Abridged English version
During the Late Cenomanian–Early Turonian Oceanic Anoxic Event (OAE-2 or Bonarelli event), organic-rich black shales were deposited worldwide, coinciding with the strong transgressive period during the Uppermost Cenomanian. New ecological niches were created and favoured intense biological proliferation that induced a massive organic matter (OM) production in surface water [1,10,12,13,19,23]. An oxygen minimum zone (OMZ) impinged onto the South Tethyan margin, where the organic-rich Bahloul Formation (Fig. 1A) is the expression of the OAE-2 event in north-central and south-central Tunisia. Consequently, a great quantity of OM has accumulated in different basinal environments [1,2,5,8,9,22,23,25]. The sealing of Lower Cretaceous structures during a distensive regime has persisted and formed graben systems that promoted organic-rich strata deposition throughout Upper Cenomanian to Lowermost Turonian times (Fig. 2).
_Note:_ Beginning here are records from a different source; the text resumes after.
use std::io::Read;

use docuhook::config::Config;
use docuhook::connect::verify::SignatureVerifier;

// Prints the signature header value for a body, for poking the endpoint with curl.
// Usage: sign_payload [FILE]   (reads stdin when FILE is omitted)
fn main() -> anyhow::Result<()> {
    dotenvy::dotenv().ok();

    let config = Config::from_env()?;
    let verifier = SignatureVerifier::from_config(&config.connect);

    let body = match std::env::args().nth(1) {
        Some(path) => std::fs::read(&path)?,
        None => {
            let mut buf = Vec::new();
            std::io::stdin().read_to_end(&mut buf)?;
            buf
        }
    };

    let signature = verifier
        .sign(&body)
        .map_err(|e| anyhow::anyhow!("cannot key hmac: {e}"))?;
    println!("{}: {}", config.connect.signature_header, signature);

    Ok(())
}
pub mod envelope;
pub mod verify;
pub mod webhook;
use axum::{
    body::Bytes,
    extract::State,
    http::{HeaderMap, StatusCode},
    response::IntoResponse,
};
use tracing::{debug, info, warn};

use crate::connect::envelope::{self, NotificationRecord};
use crate::connect::verify::{AuthFailure, SignatureVerifier};
use crate::error::{Error, Result};
use crate::AppState;

/// Verify, then decode. Nothing is parsed unless the signature checks out.
pub fn handle(
    verifier: &SignatureVerifier,
    header: Option<&str>,
    body: &[u8],
) -> Result<NotificationRecord> {
    verifier.verify(header, body).map_err(|reason| {
        warn!(%reason, body_len = body.len(), "rejected connect notification");
        reason
    })?;

    envelope::decode(body).map_err(|e| {
        warn!(error = %e, "authenticated payload could not be decoded");
        Error::InvalidPayload(e)
    })
}

pub async fn handle_webhook(
    State(state): State<AppState>,
    headers: HeaderMap,
    body: Bytes,
) -> Result<impl IntoResponse> {
    let header = match headers.get(&state.signature_header).map(|v| v.to_str()) {
        Some(Ok(value)) => Some(value),
        Some(Err(_)) => {
            // Opaque bytes cannot be base64 either.
            warn!(reason = %AuthFailure::MalformedSignature, "rejected connect notification");
            return Err(AuthFailure::MalformedSignature.into());
        }
        None => None,
    };

    let record = handle(&state.verifier, header, &body)?;
    info!(envelope_id = %record.envelope_id, status = %record.status, "accepted connect notification");

    let sink = state.sink.clone();
    tokio::spawn(async move {
        let envelope_id = record.envelope_id.clone();
        match sink.publish(record).await {
            Ok(()) => debug!(%envelope_id, "notification handed off"),
            Err(e) => warn!(%envelope_id, error = %e, "notification hand-off failed"),
        }
    });

    Ok(StatusCode::OK)
}
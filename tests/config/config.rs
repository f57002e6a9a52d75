use docuhook::config::{Config, SharedSecret, DEFAULT_MAX_BODY_BYTES};
use docuhook::connect::verify::HmacAlgorithm;
use docuhook::error::ConfigError;
use std::collections::HashMap;

fn load(vars: &[(&str, &str)]) -> Result<Config, ConfigError> {
    let vars: HashMap<&str, &str> = vars.iter().copied().collect();
    Config::from_lookup(|key| vars.get(key).map(|v| v.to_string()))
}

#[test]
fn test_defaults() {
    let config = load(&[("DS_CONNECT_KEY", "s3cr3t")]).unwrap();

    assert_eq!(config.connect.secret.as_bytes(), b"s3cr3t");
    assert_eq!(config.connect.signature_header, "x-docusign-signature-1");
    assert_eq!(config.connect.algorithm, HmacAlgorithm::Sha256);
    assert_eq!(config.host.to_string(), "0.0.0.0");
    assert_eq!(config.port, 3000);
    assert_eq!(config.max_body_bytes, DEFAULT_MAX_BODY_BYTES);
}

#[test]
fn test_missing_or_empty_secret() {
    assert_eq!(load(&[]).unwrap_err(), ConfigError::MissingSecret);
    assert_eq!(
        load(&[("DS_CONNECT_KEY", "")]).unwrap_err(),
        ConfigError::MissingSecret
    );
    assert_eq!(
        SharedSecret::new(Vec::new()).unwrap_err(),
        ConfigError::MissingSecret
    );
}

#[test]
fn test_overrides() {
    let config = load(&[
        ("DS_CONNECT_KEY", "k"),
        ("DS_CONNECT_SIGNATURE_HEADER", "X-DocuSign-Signature-2"),
        ("DS_CONNECT_HMAC_ALGORITHM", "SHA512"),
        ("HOST", "127.0.0.1"),
        ("PORT", "8080"),
        ("MAX_BODY_BYTES", "1024"),
    ])
    .unwrap();

    assert_eq!(config.connect.signature_header, "x-docusign-signature-2");
    assert_eq!(config.connect.algorithm, HmacAlgorithm::Sha512);
    assert_eq!(config.host.to_string(), "127.0.0.1");
    assert_eq!(config.port, 8080);
    assert_eq!(config.max_body_bytes, 1024);
}

#[test]
fn test_invalid_values_fail_fast() {
    let cases = [
        ("HOST", "localhost"),
        ("HOST", "10.0.0"),
        ("PORT", "http"),
        ("PORT", "70000"),
        ("MAX_BODY_BYTES", "0"),
        ("DS_CONNECT_HMAC_ALGORITHM", "md5"),
        ("DS_CONNECT_SIGNATURE_HEADER", "bad header"),
    ];

    for (key, value) in cases {
        let err = load(&[("DS_CONNECT_KEY", "k"), (key, value)]).unwrap_err();
        assert!(
            matches!(&err, ConfigError::Invalid { key: k, .. } if *k == key),
            "{key}={value} gave {err:?}"
        );
    }
}

#[test]
fn test_secret_is_redacted() {
    let config = load(&[("DS_CONNECT_KEY", "hunter2")]).unwrap();

    assert!(!format!("{:?}", config).contains("hunter2"));
    assert_eq!(
        format!("{:?}", config.connect.secret),
        "SharedSecret(<redacted>)"
    );
}
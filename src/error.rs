use axum::http::StatusCode;
use axum::response::{IntoResponse, Response};

use crate::connect::envelope::DecodeError;
use crate::connect::verify::AuthFailure;

#[derive(Debug, thiserror::Error)]
pub enum Error {
    #[error("unauthorized: {0}")]
    Unauthorized(AuthFailure),
    #[error("invalid payload: {0}")]
    InvalidPayload(#[from] DecodeError),
    #[error("sink error: {0}")]
    Sink(String),
}

impl Error {
    pub fn status_code(&self) -> StatusCode {
        match self {
            Error::Unauthorized(_) => StatusCode::UNAUTHORIZED,
            Error::InvalidPayload(_) => StatusCode::BAD_REQUEST,
            Error::Sink(_) => StatusCode::INTERNAL_SERVER_ERROR,
        }
    }
}

impl From<AuthFailure> for Error {
    fn from(reason: AuthFailure) -> Self {
        Error::Unauthorized(reason)
    }
}

// The reason stays in the logs; callers only ever see the status.
impl IntoResponse for Error {
    fn into_response(self) -> Response {
        self.status_code().into_response()
    }
}

pub type Result<T> = std::result::Result<T, Error>;

/// Startup failures. The server refuses to bind while any of these hold.
#[derive(Debug, PartialEq, Eq, thiserror::Error)]
pub enum ConfigError {
    #[error("DS_CONNECT_KEY is required and must not be empty")]
    MissingSecret,
    #[error("invalid value for {key}: {value:?}")]
    Invalid { key: &'static str, value: String },
}

impl ConfigError {
    pub(crate) fn invalid(key: &'static str, value: impl Into<String>) -> Self {
        Self::Invalid {
            key,
            value: value.into(),
        }
    }
}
Palaeogeographic interpretation suggests that the Bahloul facies distribution is limited to the intermediate deep water mass and could correspond to an OMZ sedimentation environment (Fig. 2) towards the South Tethyan margin [5]. Generally 20 to 30 m thick in average, the Bahloul deposits are composed of dark laminated limestones, alternating with light-grey indurated marls (Fig. 3). This alternation is considered as the expression of a climatic Milankovitch-type cyclicity recording 20-kyr precession [13], which correlates with CaCO3 fluctuations. These deposits correspond to high TOC values, reaching 18,7% [1]. The Bahloul was deposited during the Uppermost Cenomanian (upper part of the Rotalipora cushmani Zone) to the Lowermost Turonian (either top Whiteinella archaeocretacea Zone or base of Helvetoglobotruncana helvetica Zone), and corresponds largely to a basal transgressive system tract (TST). All the studied sections in Tunisia show that its base belongs to either a lowstand system tract (LST) or shelf margin wedge (SMW) [18,23,27].
A triple subdivision (referred to as peaks I, II and III) was based on small variations in the C-isotopic profiles that develop in the majority of the isotopic curves (δ13C) of all the studied sections and are pointed out by several authors [2,5,6,25]. In all the studied sections, except for the Gafsa area, where no foraminiferal studies were performed, the first isotopic excursion (I) always precedes the specialized keeled rotaliporids LO (Figs. 3 and 4). The second isotopic excursion (II) generally occurs above the last occurrence (LO) of Rotalipora cushmani and the third one (III) just below the appearance of the Quadrum gartneri nannofossil zone marker (Fig. 4). The Cenomanian/Turonian boundary occurs usually slightly above the maximum δ13C values [19]. Our results also indicate that the δ13C organic carbon seems to be a better correlation tool than δ13Ccarbonate for the C/T boundary (Fig. 4).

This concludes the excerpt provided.